## Exercise
From the entries below, reproduce exactly the line containing "pub struct AclView", the line containing "pub fn current(&self)", and every line in between, with nothing added.

## Given records
--------

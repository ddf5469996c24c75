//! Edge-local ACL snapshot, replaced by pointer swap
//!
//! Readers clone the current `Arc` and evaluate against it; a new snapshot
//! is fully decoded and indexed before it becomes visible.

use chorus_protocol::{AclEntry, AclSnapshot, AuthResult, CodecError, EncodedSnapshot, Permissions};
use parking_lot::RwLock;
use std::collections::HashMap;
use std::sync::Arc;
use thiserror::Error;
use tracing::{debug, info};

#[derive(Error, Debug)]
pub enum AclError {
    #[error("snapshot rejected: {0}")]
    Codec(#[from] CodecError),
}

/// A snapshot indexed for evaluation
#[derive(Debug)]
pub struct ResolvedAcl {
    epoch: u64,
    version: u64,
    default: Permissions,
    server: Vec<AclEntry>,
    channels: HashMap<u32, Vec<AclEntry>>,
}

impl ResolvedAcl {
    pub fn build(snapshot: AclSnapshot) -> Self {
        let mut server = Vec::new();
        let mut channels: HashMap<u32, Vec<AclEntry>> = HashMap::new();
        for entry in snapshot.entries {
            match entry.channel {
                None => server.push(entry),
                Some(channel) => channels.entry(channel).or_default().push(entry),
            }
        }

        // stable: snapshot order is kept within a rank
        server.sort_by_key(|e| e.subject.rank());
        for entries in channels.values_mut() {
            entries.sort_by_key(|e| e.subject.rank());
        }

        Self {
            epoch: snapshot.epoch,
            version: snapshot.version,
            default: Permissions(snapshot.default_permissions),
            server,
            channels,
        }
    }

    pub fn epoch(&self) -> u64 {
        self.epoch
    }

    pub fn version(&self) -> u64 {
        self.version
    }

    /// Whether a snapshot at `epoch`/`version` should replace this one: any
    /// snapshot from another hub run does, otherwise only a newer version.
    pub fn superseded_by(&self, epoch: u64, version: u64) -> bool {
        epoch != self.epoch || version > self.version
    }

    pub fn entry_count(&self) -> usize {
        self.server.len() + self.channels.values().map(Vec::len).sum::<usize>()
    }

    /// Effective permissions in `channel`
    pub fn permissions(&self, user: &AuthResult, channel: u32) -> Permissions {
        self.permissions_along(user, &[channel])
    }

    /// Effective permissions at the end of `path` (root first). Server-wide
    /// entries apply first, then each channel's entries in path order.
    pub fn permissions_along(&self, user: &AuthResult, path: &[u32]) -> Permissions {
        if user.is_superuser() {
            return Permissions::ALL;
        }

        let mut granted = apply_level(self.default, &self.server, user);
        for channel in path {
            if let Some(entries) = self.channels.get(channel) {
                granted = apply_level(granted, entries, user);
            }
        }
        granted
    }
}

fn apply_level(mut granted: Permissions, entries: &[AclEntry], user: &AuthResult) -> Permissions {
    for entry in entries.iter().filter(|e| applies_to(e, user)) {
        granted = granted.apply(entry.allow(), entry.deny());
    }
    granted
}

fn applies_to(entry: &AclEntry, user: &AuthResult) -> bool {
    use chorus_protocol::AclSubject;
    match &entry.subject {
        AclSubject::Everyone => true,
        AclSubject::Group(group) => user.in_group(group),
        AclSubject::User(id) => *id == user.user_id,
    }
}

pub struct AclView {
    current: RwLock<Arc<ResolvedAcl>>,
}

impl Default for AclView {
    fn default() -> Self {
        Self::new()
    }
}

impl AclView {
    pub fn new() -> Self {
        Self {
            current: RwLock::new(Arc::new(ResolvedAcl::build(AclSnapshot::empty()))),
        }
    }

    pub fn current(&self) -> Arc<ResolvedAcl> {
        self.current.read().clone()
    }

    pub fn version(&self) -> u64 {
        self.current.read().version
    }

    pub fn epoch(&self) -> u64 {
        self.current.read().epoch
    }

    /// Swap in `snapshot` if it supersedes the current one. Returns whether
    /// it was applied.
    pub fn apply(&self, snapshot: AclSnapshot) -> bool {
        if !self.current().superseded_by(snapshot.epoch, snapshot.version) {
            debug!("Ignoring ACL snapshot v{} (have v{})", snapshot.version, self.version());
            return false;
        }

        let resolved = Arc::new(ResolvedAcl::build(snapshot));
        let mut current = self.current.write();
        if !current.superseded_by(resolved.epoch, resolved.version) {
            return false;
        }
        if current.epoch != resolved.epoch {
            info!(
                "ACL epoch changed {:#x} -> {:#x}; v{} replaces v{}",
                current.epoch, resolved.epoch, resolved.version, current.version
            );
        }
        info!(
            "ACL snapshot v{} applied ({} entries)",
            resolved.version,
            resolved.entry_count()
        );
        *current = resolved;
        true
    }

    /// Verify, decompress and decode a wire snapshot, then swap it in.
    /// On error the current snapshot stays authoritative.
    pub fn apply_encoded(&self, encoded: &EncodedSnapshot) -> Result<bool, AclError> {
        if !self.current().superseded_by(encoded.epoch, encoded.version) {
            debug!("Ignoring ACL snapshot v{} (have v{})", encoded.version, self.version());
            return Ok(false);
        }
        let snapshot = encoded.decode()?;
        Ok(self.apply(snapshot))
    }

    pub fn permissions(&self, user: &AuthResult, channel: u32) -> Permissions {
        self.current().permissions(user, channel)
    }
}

--------

## Exercise result
pub struct AclView {
    current: RwLock<Arc<ResolvedAcl>>,
}

impl Default for AclView {
    fn default() -> Self {
        Self::new()
    }
}

impl AclView {
    pub fn new() -> Self {
        Self {
            current: RwLock::new(Arc::new(ResolvedAcl::build(AclSnapshot::empty()))),
        }
    }

    pub fn current(&self) -> Arc<ResolvedAcl> {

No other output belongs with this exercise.